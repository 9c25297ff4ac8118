//! SVG export of a single page.

use std::fmt::Write;

use super::escape_xml;
use crate::element::{FigureShape, TextAlign, VerticalAlign};
use crate::{Document, Element, ElementKind, StudioError, StudioResult};

/// Render one page of a document as standalone SVG markup.
///
/// # Errors
///
/// Returns [`StudioError::PageOutOfRange`] if the page does not exist.
pub fn page_to_svg(document: &Document, page_index: usize) -> StudioResult<String> {
    let page = document
        .page(page_index)
        .ok_or(StudioError::PageOutOfRange {
            index: page_index,
            count: document.page_count(),
        })?;
    let (w, h) = (document.width, document.height);

    let mut svg = String::with_capacity(4096);
    let _ = write!(
        svg,
        "<svg xmlns=\"http://www.w3.org/2000/svg\" width=\"{w}\" height=\"{h}\" viewBox=\"0 0 {w} {h}\">",
    );
    let _ = write!(
        svg,
        "<rect width=\"{w}\" height=\"{h}\" fill=\"{}\"/>",
        escape_xml(&page.background),
    );
    for element in &page.children {
        render_element_svg(&mut svg, element);
    }
    svg.push_str("</svg>");
    Ok(svg)
}

/// Render a single element, recursing into groups.
fn render_element_svg(svg: &mut String, element: &Element) {
    let (x, y, w, h) = (element.x, element.y, element.width, element.height);
    let _ = write!(svg, "<g id=\"{}\"", escape_xml(&element.id));
    if element.rotation != 0.0 {
        let _ = write!(svg, " transform=\"rotate({} {x} {y})\"", element.rotation);
    }
    if element.opacity < 1.0 {
        let _ = write!(svg, " opacity=\"{}\"", element.opacity);
    }
    svg.push('>');

    match &element.kind {
        ElementKind::Text {
            text,
            font_size,
            font_family,
            fill,
            align,
            vertical_align,
        } => {
            let (anchor, text_x) = match align {
                TextAlign::Left | TextAlign::Justify => ("start", x),
                TextAlign::Center => ("middle", x + w / 2.0),
                TextAlign::Right => ("end", x + w),
            };
            let text_y = match vertical_align {
                VerticalAlign::Top => y + font_size,
                VerticalAlign::Middle => y + (h + font_size) / 2.0,
                VerticalAlign::Bottom => y + h,
            };
            let _ = write!(
                svg,
                "<text x=\"{text_x}\" y=\"{text_y}\" font-size=\"{font_size}\" font-family=\"{}\" fill=\"{}\" text-anchor=\"{anchor}\">{}</text>",
                escape_xml(font_family),
                escape_xml(fill),
                escape_xml(text),
            );
        }

        ElementKind::Image { src } | ElementKind::Svg { src } => {
            let _ = write!(
                svg,
                "<image x=\"{x}\" y=\"{y}\" width=\"{w}\" height=\"{h}\" href=\"{}\"/>",
                escape_xml(src),
            );
        }

        ElementKind::Figure {
            sub_type,
            fill,
            stroke,
            stroke_width,
            corner_radius,
        } => {
            let mut paint = format!("fill=\"{}\"", escape_xml(fill));
            if let Some(stroke) = stroke {
                let _ = write!(
                    paint,
                    " stroke=\"{}\" stroke-width=\"{stroke_width}\"",
                    escape_xml(stroke)
                );
            }
            match sub_type {
                FigureShape::Rect => {
                    let _ = write!(
                        svg,
                        "<rect x=\"{x}\" y=\"{y}\" width=\"{w}\" height=\"{h}\" rx=\"{corner_radius}\" {paint}/>",
                    );
                }
                FigureShape::Circle | FigureShape::Ellipse => {
                    let _ = write!(
                        svg,
                        "<ellipse cx=\"{}\" cy=\"{}\" rx=\"{}\" ry=\"{}\" {paint}/>",
                        x + w / 2.0,
                        y + h / 2.0,
                        w / 2.0,
                        h / 2.0,
                    );
                }
            }
        }

        ElementKind::Line { color } => {
            let mid = y + h / 2.0;
            let _ = write!(
                svg,
                "<line x1=\"{x}\" y1=\"{mid}\" x2=\"{}\" y2=\"{mid}\" stroke=\"{}\" stroke-width=\"{h}\"/>",
                x + w,
                escape_xml(color),
            );
        }

        ElementKind::Group { children } => {
            for child in children {
                render_element_svg(svg, child);
            }
        }
    }

    svg.push_str("</g>");
}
--
*Task prompt*.
For every line of the entries above that holds "fill", add one to a tally, and report only the final count.

*Response area*.
6